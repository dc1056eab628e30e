pub mod api;
pub mod commands;
pub mod config;
pub mod form;
pub mod listing;
pub mod toast;
pub mod utils;

use clap::{Parser, Subcommand};
use serde::{Deserialize, Serialize};

use crate::types::Entity;

#[derive(Parser)]
#[command(name = "storefront")]
#[command(about = "Storefront CLI - manage stores and their catalog from the terminal")]
#[command(version)]
pub struct Cli {
    #[arg(long, global = true, help = "Output in human-readable text format")]
    pub text: bool,

    #[arg(long, global = true, help = "Output in JSON format")]
    pub json: bool,

    #[command(subcommand)]
    pub command: Commands,
}

#[derive(Subcommand)]
pub enum Commands {
    #[command(about = "Server URL, saved token and connectivity")]
    Server {
        #[command(subcommand)]
        cmd: commands::server::ServerCommands,
    },

    #[command(about = "Issue a development session token")]
    Token(commands::token::TokenArgs),

    #[command(about = "Create, rename, select and delete stores")]
    Stores {
        #[command(subcommand)]
        cmd: commands::stores::StoreCommands,
    },

    #[command(about = "Billboards of a store")]
    Billboards {
        #[command(subcommand)]
        cmd: commands::catalog::EntityCommands,
    },

    #[command(about = "Categories of a store")]
    Categories {
        #[command(subcommand)]
        cmd: commands::catalog::EntityCommands,
    },

    #[command(about = "Colors of a store")]
    Colors {
        #[command(subcommand)]
        cmd: commands::catalog::EntityCommands,
    },

    #[command(about = "Sizes of a store")]
    Sizes {
        #[command(subcommand)]
        cmd: commands::catalog::EntityCommands,
    },

    #[command(about = "Products of a store")]
    Products {
        #[command(subcommand)]
        cmd: commands::catalog::EntityCommands,
    },
}

#[derive(Debug, Clone, Serialize, Deserialize)]
pub enum OutputFormat {
    Text,
    Json,
}

impl OutputFormat {
    pub fn from_cli(cli: &Cli) -> Self {
        if cli.json {
            OutputFormat::Json
        } else {
            OutputFormat::Text
        }
    }
}

pub async fn run(cli: Cli) -> anyhow::Result<()> {
    let output_format = OutputFormat::from_cli(&cli);

    match cli.command {
        Commands::Server { cmd } => commands::server::handle(cmd, output_format).await,
        Commands::Token(args) => commands::token::handle(args, output_format).await,
        Commands::Stores { cmd } => commands::stores::handle(cmd, output_format).await,
        Commands::Billboards { cmd } => commands::catalog::handle(Entity::Billboard, cmd, output_format).await,
        Commands::Categories { cmd } => commands::catalog::handle(Entity::Category, cmd, output_format).await,
        Commands::Colors { cmd } => commands::catalog::handle(Entity::Color, cmd, output_format).await,
        Commands::Sizes { cmd } => commands::catalog::handle(Entity::Size, cmd, output_format).await,
        Commands::Products { cmd } => commands::catalog::handle(Entity::Product, cmd, output_format).await,
    }
}
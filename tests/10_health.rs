mod common;

use axum::http::StatusCode;
use common::TestApp;

#[tokio::test]
async fn health_reports_catalog_ok() {
    let app = TestApp::new();
    let res = app.get("/health", None).await;
    res.assert_ok();
    assert_eq!(res.data()["status"], "ok");
    assert_eq!(res.data()["database"], "ok");
}

#[tokio::test]
async fn root_lists_endpoints() {
    let app = TestApp::new();
    let res = app.get("/", None).await;
    res.assert_ok();
    assert_eq!(res.data()["name"], "Storefront Admin API");
    assert!(res.data()["endpoints"]["products"].is_string());
}

#[tokio::test]
async fn unknown_routes_are_not_found() {
    let app = TestApp::new();
    let res = app.get("/api/nowhere/at/all/here", None).await;
    assert_eq!(res.status, StatusCode::NOT_FOUND);
}
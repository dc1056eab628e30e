use serde_json::{json, Map, Value};
use std::io::{self, BufRead, Write};

use crate::cli::OutputFormat;

/// Output a success message in the appropriate format
pub fn output_success(output_format: &OutputFormat, message: &str, data: Option<Value>) -> anyhow::Result<()> {
    match output_format {
        OutputFormat::Json => {
            let mut response = json!({
                "success": true,
                "message": message
            });

            if let Some(data_value) = data {
                response["data"] = data_value;
            }

            println!("{}", serde_json::to_string_pretty(&response)?);
        }
        OutputFormat::Text => {
            println!("✓ {}", message);
        }
    }
    Ok(())
}

/// Output a record as pretty JSON regardless of format
pub fn output_record(record: &Value) -> anyhow::Result<()> {
    println!("{}", serde_json::to_string_pretty(record)?);
    Ok(())
}

/// Ask for confirmation on stdin; anything but y/yes declines
pub fn confirm(question: &str) -> anyhow::Result<bool> {
    print!("{} [y/N] ", question);
    io::stdout().flush()?;

    let mut answer = String::new();
    io::stdin().lock().read_line(&mut answer)?;
    Ok(matches!(answer.trim().to_ascii_lowercase().as_str(), "y" | "yes"))
}

/// Parse `key=value` for clap
pub fn parse_assignment(raw: &str) -> Result<(String, String), String> {
    match raw.split_once('=') {
        Some((key, value)) if !key.trim().is_empty() => Ok((key.trim().to_string(), value.to_string())),
        _ => Err(format!("expected key=value, got '{}'", raw)),
    }
}

/// Merge `--set` (string) and `--set-json` (raw JSON) assignments into form values
pub fn collect_values(
    strings: Vec<(String, String)>,
    raw_json: Vec<(String, String)>,
) -> anyhow::Result<Map<String, Value>> {
    let mut values = Map::new();
    for (key, value) in strings {
        values.insert(key, Value::String(value));
    }
    for (key, value) in raw_json {
        let parsed: Value = serde_json::from_str(&value)
            .map_err(|e| anyhow::anyhow!("--set-json {}: invalid JSON: {}", key, e))?;
        values.insert(key, parsed);
    }
    Ok(values)
}

#[cfg(test)]
mod tests {
    use super::*;

    #[test]
    fn assignments_split_on_first_equals() {
        assert_eq!(
            parse_assignment("imageUrl=https://x/y?a=b").unwrap(),
            ("imageUrl".to_string(), "https://x/y?a=b".to_string())
        );
        assert!(parse_assignment("novalue").is_err());
        assert!(parse_assignment("=x").is_err());
    }

    #[test]
    fn json_assignments_keep_their_type() {
        let values = collect_values(
            vec![("name".into(), "123".into())],
            vec![("price".into(), "12.5".into()), ("images".into(), r#"[{"url":"u"}]"#.into())],
        )
        .unwrap();
        assert_eq!(values["name"], json!("123"));
        assert_eq!(values["price"], json!(12.5));
        assert_eq!(values["images"][0]["url"], json!("u"));

        assert!(collect_values(vec![], vec![("price".into(), "{".into())]).is_err());
    }
}
pub mod catalog;
pub mod manager;
pub mod memory;
pub mod models;
pub mod postgres;

use std::sync::Arc;
use tracing::info;

use crate::config::{DatabaseBackend, DatabaseConfig};

pub use catalog::Catalog;
pub use manager::{DatabaseError, DatabaseManager};
pub use memory::MemoryCatalog;
pub use postgres::PgCatalog;

/// Build the catalog selected by configuration, migrating first when asked to
pub async fn open(config: &DatabaseConfig) -> Result<Arc<dyn Catalog>, DatabaseError> {
    match config.backend {
        DatabaseBackend::Memory => {
            info!("Using in-memory catalog");
            Ok(Arc::new(MemoryCatalog::new()))
        }
        DatabaseBackend::Postgres => {
            let pool = DatabaseManager::connect(config).await?;
            if config.run_migrations {
                DatabaseManager::migrate(&pool).await?;
            }
            Ok(Arc::new(PgCatalog::new(pool)))
        }
    }
}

-.-.-

• What the task asks: Without altering a single word, set down all the entries again.

• Solution:
repository dc1056eab628e30e
pub mod api;
pub mod commands;
pub mod config;
pub mod form;
pub mod listing;
pub mod toast;
pub mod utils;

use clap::{Parser, Subcommand};
use serde::{Deserialize, Serialize};

use crate::types::Entity;

#[derive(Parser)]
#[command(name = "storefront")]
#[command(about = "Storefront CLI - manage stores and their catalog from the terminal")]
#[command(version)]
pub struct Cli {
    #[arg(long, global = true, help = "Output in human-readable text format")]
    pub text: bool,

    #[arg(long, global = true, help = "Output in JSON format")]
    pub json: bool,

    #[command(subcommand)]
    pub command: Commands,
}

#[derive(Subcommand)]
pub enum Commands {
    #[command(about = "Server URL, saved token and connectivity")]
    Server {
        #[command(subcommand)]
        cmd: commands::server::ServerCommands,
    },

    #[command(about = "Issue a development session token")]
    Token(commands::token::TokenArgs),

    #[command(about = "Create, rename, select and delete stores")]
    Stores {
        #[command(subcommand)]
        cmd: commands::stores::StoreCommands,
    },

    #[command(about = "Billboards of a store")]
    Billboards {
        #[command(subcommand)]
        cmd: commands::catalog::EntityCommands,
    },

    #[command(about = "Categories of a store")]
    Categories {
        #[command(subcommand)]
        cmd: commands::catalog::EntityCommands,
    },

    #[command(about = "Colors of a store")]
    Colors {
        #[command(subcommand)]
        cmd: commands::catalog::EntityCommands,
    },

    #[command(about = "Sizes of a store")]
    Sizes {
        #[command(subcommand)]
        cmd: commands::catalog::EntityCommands,
    },

    #[command(about = "Products of a store")]
    Products {
        #[command(subcommand)]
        cmd: commands::catalog::EntityCommands,
    },
}

#[derive(Debug, Clone, Serialize, Deserialize)]
pub enum OutputFormat {
    Text,
    Json,
}

impl OutputFormat {
    pub fn from_cli(cli: &Cli) -> Self {
        if cli.json {
            OutputFormat::Json
        } else {
            OutputFormat::Text
        }
    }
}

pub async fn run(cli: Cli) -> anyhow::Result<()> {
    let output_format = OutputFormat::from_cli(&cli);

    match cli.command {
        Commands::Server { cmd } => commands::server::handle(cmd, output_format).await,
        Commands::Token(args) => commands::token::handle(args, output_format).await,
        Commands::Stores { cmd } => commands::stores::handle(cmd, output_format).await,
        Commands::Billboards { cmd } => commands::catalog::handle(Entity::Billboard, cmd, output_format).await,
        Commands::Categories { cmd } => commands::catalog::handle(Entity::Category, cmd, output_format).await,
        Commands::Colors { cmd } => commands::catalog::handle(Entity::Color, cmd, output_format).await,
        Commands::Sizes { cmd } => commands::catalog::handle(Entity::Size, cmd, output_format).await,
        Commands::Products { cmd } => commands::catalog::handle(Entity::Product, cmd, output_format).await,
    }
}
filename tests/10_health.rs
mod common;

use axum::http::StatusCode;
use common::TestApp;

#[tokio::test]
async fn health_reports_catalog_ok() {
    let app = TestApp::new();
    let res = app.get("/health", None).await;
    res.assert_ok();
    assert_eq!(res.data()["status"], "ok");
    assert_eq!(res.data()["database"], "ok");
}

#[tokio::test]
async fn root_lists_endpoints() {
    let app = TestApp::new();
    let res = app.get("/", None).await;
    res.assert_ok();
    assert_eq!(res.data()["name"], "Storefront Admin API");
    assert!(res.data()["endpoints"]["products"].is_string());
}

#[tokio::test]
async fn unknown_routes_are_not_found() {
    let app = TestApp::new();
    let res = app.get("/api/nowhere/at/all/here", None).await;
    assert_eq!(res.status, StatusCode::NOT_FOUND);
}
repository dc1056eab628e30e
use serde_json::{json, Map, Value};
use std::io::{self, BufRead, Write};

use crate::cli::OutputFormat;

/// Output a success message in the appropriate format
pub fn output_success(output_format: &OutputFormat, message: &str, data: Option<Value>) -> anyhow::Result<()> {
    match output_format {
        OutputFormat::Json => {
            let mut response = json!({
                "success": true,
                "message": message
            });

            if let Some(data_value) = data {
                response["data"] = data_value;
            }

            println!("{}", serde_json::to_string_pretty(&response)?);
        }
        OutputFormat::Text => {
            println!("✓ {}", message);
        }
    }
    Ok(())
}

/// Output a record as pretty JSON regardless of format
pub fn output_record(record: &Value) -> anyhow::Result<()> {
    println!("{}", serde_json::to_string_pretty(record)?);
    Ok(())
}

/// Ask for confirmation on stdin; anything but y/yes declines
pub fn confirm(question: &str) -> anyhow::Result<bool> {
    print!("{} [y/N] ", question);
    io::stdout().flush()?;

    let mut answer = String::new();
    io::stdin().lock().read_line(&mut answer)?;
    Ok(matches!(answer.trim().to_ascii_lowercase().as_str(), "y" | "yes"))
}

/// Parse `key=value` for clap
pub fn parse_assignment(raw: &str) -> Result<(String, String), String> {
    match raw.split_once('=') {
        Some((key, value)) if !key.trim().is_empty() => Ok((key.trim().to_string(), value.to_string())),
        _ => Err(format!("expected key=value, got '{}'", raw)),
    }
}

/// Merge `--set` (string) and `--set-json` (raw JSON) assignments into form values
pub fn collect_values(
    strings: Vec<(String, String)>,
    raw_json: Vec<(String, String)>,
) -> anyhow::Result<Map<String, Value>> {
    let mut values = Map::new();
    for (key, value) in strings {
        values.insert(key, Value::String(value));
    }
    for (key, value) in raw_json {
        let parsed: Value = serde_json::from_str(&value)
            .map_err(|e| anyhow::anyhow!("--set-json {}: invalid JSON: {}", key, e))?;
        values.insert(key, parsed);
    }
    Ok(values)
}

#[cfg(test)]
mod tests {
    use super::*;

    #[test]
    fn assignments_split_on_first_equals() {
        assert_eq!(
            parse_assignment("imageUrl=https://x/y?a=b").unwrap(),
            ("imageUrl".to_string(), "https://x/y?a=b".to_string())
        );
        assert!(parse_assignment("novalue").is_err());
        assert!(parse_assignment("=x").is_err());
    }

    #[test]
    fn json_assignments_keep_their_type() {
        let values = collect_values(
            vec![("name".into(), "123".into())],
            vec![("price".into(), "12.5".into()), ("images".into(), r#"[{"url":"u"}]"#.into())],
        )
        .unwrap();
        assert_eq!(values["name"], json!("123"));
        assert_eq!(values["price"], json!(12.5));
        assert_eq!(values["images"][0]["url"], json!("u"));

        assert!(collect_values(vec![], vec![("price".into(), "{".into())]).is_err());
    }
}
pub mod catalog;
pub mod manager;
pub mod memory;
pub mod models;
pub mod postgres;

use std::sync::Arc;
use tracing::info;

use crate::config::{DatabaseBackend, DatabaseConfig};

pub use catalog::Catalog;
pub use manager::{DatabaseError, DatabaseManager};
pub use memory::MemoryCatalog;
pub use postgres::PgCatalog;

/// Build the catalog selected by configuration, migrating first when asked to
pub async fn open(config: &DatabaseConfig) -> Result<Arc<dyn Catalog>, DatabaseError> {
    match config.backend {
        DatabaseBackend::Memory => {
            info!("Using in-memory catalog");
            Ok(Arc::new(MemoryCatalog::new()))
        }
        DatabaseBackend::Postgres => {
            let pool = DatabaseManager::connect(config).await?;
            if config.run_migrations {
                DatabaseManager::migrate(&pool).await?;
            }
            Ok(Arc::new(PgCatalog::new(pool)))
        }
    }
}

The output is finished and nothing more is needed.